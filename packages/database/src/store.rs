//! Districts, map entities and establishments in `DuckDB`.
//!
//! Geometry is stored as plain columns (longitude/latitude doubles, boundary
//! `GeoJSON` text); spatial work happens in memory in `fhrs_osm_spatial`.

use std::path::Path;

use duckdb::Connection;
use fhrs_osm_compare_models::{District, Establishment, Location, MapEntity, OsmKind};

use crate::DbError;

/// Opens (or creates) the comparison `DuckDB` and ensures the schema exists.
///
/// # Errors
///
/// Returns [`DbError`] if the connection or schema creation fails.
pub fn open(path: &Path) -> Result<Connection, DbError> {
    if let Some(parent) = path.parent() {
        crate::paths::ensure_dir(parent)?;
    }

    let conn = Connection::open(path)?;

    conn.execute_batch("SET threads = 4; SET memory_limit = '1GB';")?;

    create_schema(&conn)?;

    Ok(conn)
}

/// Opens a throwaway in-memory store with the schema in place.
///
/// # Errors
///
/// Returns [`DbError`] if the connection or schema creation fails.
pub fn open_in_memory() -> Result<Connection, DbError> {
    let conn = Connection::open_in_memory()?;
    create_schema(&conn)?;
    Ok(conn)
}

fn create_schema(conn: &Connection) -> Result<(), DbError> {
    conn.execute_batch(
        "CREATE TABLE IF NOT EXISTS districts (
            id INTEGER PRIMARY KEY,
            name TEXT NOT NULL,
            boundary_geojson TEXT NOT NULL
        );

        CREATE TABLE IF NOT EXISTS osm_entities (
            id BIGINT NOT NULL,
            osm_type TEXT NOT NULL,
            longitude DOUBLE NOT NULL,
            latitude DOUBLE NOT NULL,
            fhrs_id TEXT,
            name TEXT,
            postcode TEXT,
            not_postcode TEXT,
            district_id INTEGER,
            PRIMARY KEY (id, osm_type)
        );

        CREATE TABLE IF NOT EXISTS fhrs_establishments (
            fhrs_id BIGINT PRIMARY KEY,
            business_name TEXT NOT NULL,
            address_line_1 TEXT,
            address_line_2 TEXT,
            address_line_3 TEXT,
            address_line_4 TEXT,
            postcode TEXT,
            longitude DOUBLE,
            latitude DOUBLE,
            local_authority_code TEXT,
            district_id INTEGER
        );",
    )?;

    Ok(())
}

/// Runs `f` inside a transaction, rolling back if it fails.
fn in_transaction<T>(
    conn: &Connection,
    f: impl FnOnce(&Connection) -> Result<T, DbError>,
) -> Result<T, DbError> {
    conn.execute_batch("BEGIN TRANSACTION")?;
    match f(conn) {
        Ok(value) => {
            conn.execute_batch("COMMIT")?;
            Ok(value)
        }
        Err(e) => {
            if let Err(rollback) = conn.execute_batch("ROLLBACK") {
                log::warn!("Rollback failed: {rollback}");
            }
            Err(e)
        }
    }
}

/// Replaces every stored district boundary with `districts`.
/// Returns the number written.
///
/// Rows absent from the new batch are removed, so a re-import never
/// leaves records from an older export behind.
///
/// # Errors
///
/// Returns [`DbError`] if any statement fails; the batch is rolled back.
pub fn insert_districts(conn: &Connection, districts: &[District]) -> Result<u64, DbError> {
    in_transaction(conn, |conn| {
        conn.execute("DELETE FROM districts", [])?;
        let mut stmt = conn.prepare(
            "INSERT OR REPLACE INTO districts (id, name, boundary_geojson) VALUES (?, ?, ?)",
        )?;
        let mut written = 0u64;
        for d in districts {
            written += stmt.execute(duckdb::params![d.id, d.name, d.boundary_geojson])? as u64;
        }
        Ok(written)
    })
}

/// Replaces every stored map entity with `entities`.
/// Returns the number written.
///
/// Rows absent from the new batch are removed, so a re-import never
/// leaves records from an older export behind.
///
/// # Errors
///
/// Returns [`DbError`] if any statement fails; the batch is rolled back.
pub fn insert_entities(conn: &Connection, entities: &[MapEntity]) -> Result<u64, DbError> {
    in_transaction(conn, |conn| {
        conn.execute("DELETE FROM osm_entities", [])?;
        let mut stmt = conn.prepare(
            "INSERT OR REPLACE INTO osm_entities (
                id, osm_type, longitude, latitude, fhrs_id, name,
                postcode, not_postcode, district_id
            ) VALUES (?, ?, ?, ?, ?, ?, ?, ?, ?)",
        )?;
        let mut written = 0u64;
        for e in entities {
            written += stmt.execute(duckdb::params![
                e.id,
                e.kind.as_ref(),
                e.location.longitude,
                e.location.latitude,
                e.fhrs_id.as_deref(),
                e.name.as_deref(),
                e.postcode.as_deref(),
                e.not_postcode.as_deref(),
                e.district_id,
            ])? as u64;
        }
        Ok(written)
    })
}

/// Replaces every stored FHRS establishment with `establishments`.
/// Returns the number written.
///
/// Rows absent from the new batch are removed, so a re-import never
/// leaves records from an older export behind.
///
/// # Errors
///
/// Returns [`DbError`] if any statement fails; the batch is rolled back.
pub fn insert_establishments(
    conn: &Connection,
    establishments: &[Establishment],
) -> Result<u64, DbError> {
    in_transaction(conn, |conn| {
        conn.execute("DELETE FROM fhrs_establishments", [])?;
        let mut stmt = conn.prepare(
            "INSERT OR REPLACE INTO fhrs_establishments (
                fhrs_id, business_name, address_line_1, address_line_2,
                address_line_3, address_line_4, postcode, longitude, latitude,
                local_authority_code, district_id
            ) VALUES (?, ?, ?, ?, ?, ?, ?, ?, ?, ?, ?)",
        )?;
        let mut written = 0u64;
        for e in establishments {
            written += stmt.execute(duckdb::params![
                e.fhrs_id,
                e.business_name,
                e.address_line_1.as_deref(),
                e.address_line_2.as_deref(),
                e.address_line_3.as_deref(),
                e.address_line_4.as_deref(),
                e.postcode.as_deref(),
                e.location.map(|l| l.longitude),
                e.location.map(|l| l.latitude),
                e.local_authority_code.as_deref(),
                e.district_id,
            ])? as u64;
        }
        Ok(written)
    })
}

/// Loads every district, ordered by id.
///
/// # Errors
///
/// Returns [`DbError`] if the query fails.
pub fn load_districts(conn: &Connection) -> Result<Vec<District>, DbError> {
    let mut stmt = conn.prepare("SELECT id, name, boundary_geojson FROM districts ORDER BY id")?;
    let rows = stmt.query_map([], |row| {
        Ok(District {
            id: row.get(0)?,
            name: row.get(1)?,
            boundary_geojson: row.get(2)?,
        })
    })?;

    Ok(rows.collect::<Result<Vec<_>, _>>()?)
}

/// Loads every map entity, ordered by type then id.
///
/// Rows with an unknown `osm_type` are skipped with a warning.
///
/// # Errors
///
/// Returns [`DbError`] if the query fails.
pub fn load_entities(conn: &Connection) -> Result<Vec<MapEntity>, DbError> {
    let mut stmt = conn.prepare(
        "SELECT id, osm_type, longitude, latitude, fhrs_id, name,
                postcode, not_postcode, district_id
         FROM osm_entities
         ORDER BY osm_type, id",
    )?;
    let mut rows = stmt.query([])?;
    let mut entities = Vec::new();

    while let Some(row) = rows.next()? {
        let id: i64 = row.get(0)?;
        let osm_type: String = row.get(1)?;
        let Ok(kind) = osm_type.parse::<OsmKind>() else {
            log::warn!("Skipping OSM entity {id} with unknown type '{osm_type}'");
            continue;
        };

        entities.push(MapEntity {
            id,
            kind,
            location: Location::new(row.get(2)?, row.get(3)?),
            fhrs_id: row.get(4)?,
            name: row.get(5)?,
            postcode: row.get(6)?,
            not_postcode: row.get(7)?,
            district_id: row.get(8)?,
        });
    }

    Ok(entities)
}

/// Loads every establishment, ordered by FHRS id.
///
/// # Errors
///
/// Returns [`DbError`] if the query fails.
pub fn load_establishments(conn: &Connection) -> Result<Vec<Establishment>, DbError> {
    let mut stmt = conn.prepare(
        "SELECT fhrs_id, business_name, address_line_1, address_line_2,
                address_line_3, address_line_4, postcode, longitude, latitude,
                local_authority_code, district_id
         FROM fhrs_establishments
         ORDER BY fhrs_id",
    )?;
    let rows = stmt.query_map([], |row| {
        let longitude: Option<f64> = row.get(7)?;
        let latitude: Option<f64> = row.get(8)?;
        Ok(Establishment {
            fhrs_id: row.get(0)?,
            business_name: row.get(1)?,
            address_line_1: row.get(2)?,
            address_line_2: row.get(3)?,
            address_line_3: row.get(4)?,
            address_line_4: row.get(5)?,
            postcode: row.get(6)?,
            location: longitude.zip(latitude).map(|(lon, lat)| Location::new(lon, lat)),
            local_authority_code: row.get(9)?,
            district_id: row.get(10)?,
        })
    })?;

    Ok(rows.collect::<Result<Vec<_>, _>>()?)
}

/// Writes the assigned district id of every given entity back to the store.
///
/// # Errors
///
/// Returns [`DbError`] if any update fails; the batch is rolled back.
pub fn save_entity_districts(conn: &Connection, entities: &[MapEntity]) -> Result<u64, DbError> {
    in_transaction(conn, |conn| {
        let mut stmt = conn
            .prepare("UPDATE osm_entities SET district_id = ? WHERE id = ? AND osm_type = ?")?;
        let mut updated = 0u64;
        for e in entities {
            updated += stmt.execute(duckdb::params![e.district_id, e.id, e.kind.as_ref()])? as u64;
        }
        Ok(updated)
    })
}

/// Writes the assigned district id of every given establishment back to
/// the store.
///
/// # Errors
///
/// Returns [`DbError`] if any update fails; the batch is rolled back.
pub fn save_establishment_districts(
    conn: &Connection,
    establishments: &[Establishment],
) -> Result<u64, DbError> {
    in_transaction(conn, |conn| {
        let mut stmt =
            conn.prepare("UPDATE fhrs_establishments SET district_id = ? WHERE fhrs_id = ?")?;
        let mut updated = 0u64;
        for e in establishments {
            updated += stmt.execute(duckdb::params![e.district_id, e.fhrs_id])? as u64;
        }
        Ok(updated)
    })
}

/// Returns the number of rows in `table`.
///
/// # Errors
///
/// Returns [`DbError::Conversion`] for an unknown table, or [`DbError`] if
/// the query fails.
pub fn row_count(conn: &Connection, table: &str) -> Result<u64, DbError> {
    let sql = match table {
        "districts" => "SELECT COUNT(*) FROM districts",
        "osm_entities" => "SELECT COUNT(*) FROM osm_entities",
        "fhrs_establishments" => "SELECT COUNT(*) FROM fhrs_establishments",
        _ => {
            return Err(DbError::Conversion {
                message: format!("unknown table '{table}'"),
            });
        }
    };
    let count: i64 = conn.query_row(sql, [], |row| row.get(0))?;
    u64::try_from(count).map_err(|e| DbError::Conversion {
        message: format!("negative row count for {table}: {e}"),
    })
}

*****

Brief |
Return the entries exactly through the "pub fn open_in_memory()" line.

Result of the task |
filename packages/database/src/store.rs
//! Districts, map entities and establishments in `DuckDB`.
//!
//! Geometry is stored as plain columns (longitude/latitude doubles, boundary
//! `GeoJSON` text); spatial work happens in memory in `fhrs_osm_spatial`.

use std::path::Path;

use duckdb::Connection;
use fhrs_osm_compare_models::{District, Establishment, Location, MapEntity, OsmKind};

use crate::DbError;

/// Opens (or creates) the comparison `DuckDB` and ensures the schema exists.
///
/// # Errors
///
/// Returns [`DbError`] if the connection or schema creation fails.
pub fn open(path: &Path) -> Result<Connection, DbError> {
    if let Some(parent) = path.parent() {
        crate::paths::ensure_dir(parent)?;
    }

    let conn = Connection::open(path)?;

    conn.execute_batch("SET threads = 4; SET memory_limit = '1GB';")?;

    create_schema(&conn)?;

    Ok(conn)
}

/// Opens a throwaway in-memory store with the schema in place.
///
/// # Errors
///
/// Returns [`DbError`] if the connection or schema creation fails.
pub fn open_in_memory() -> Result<Connection, DbError> {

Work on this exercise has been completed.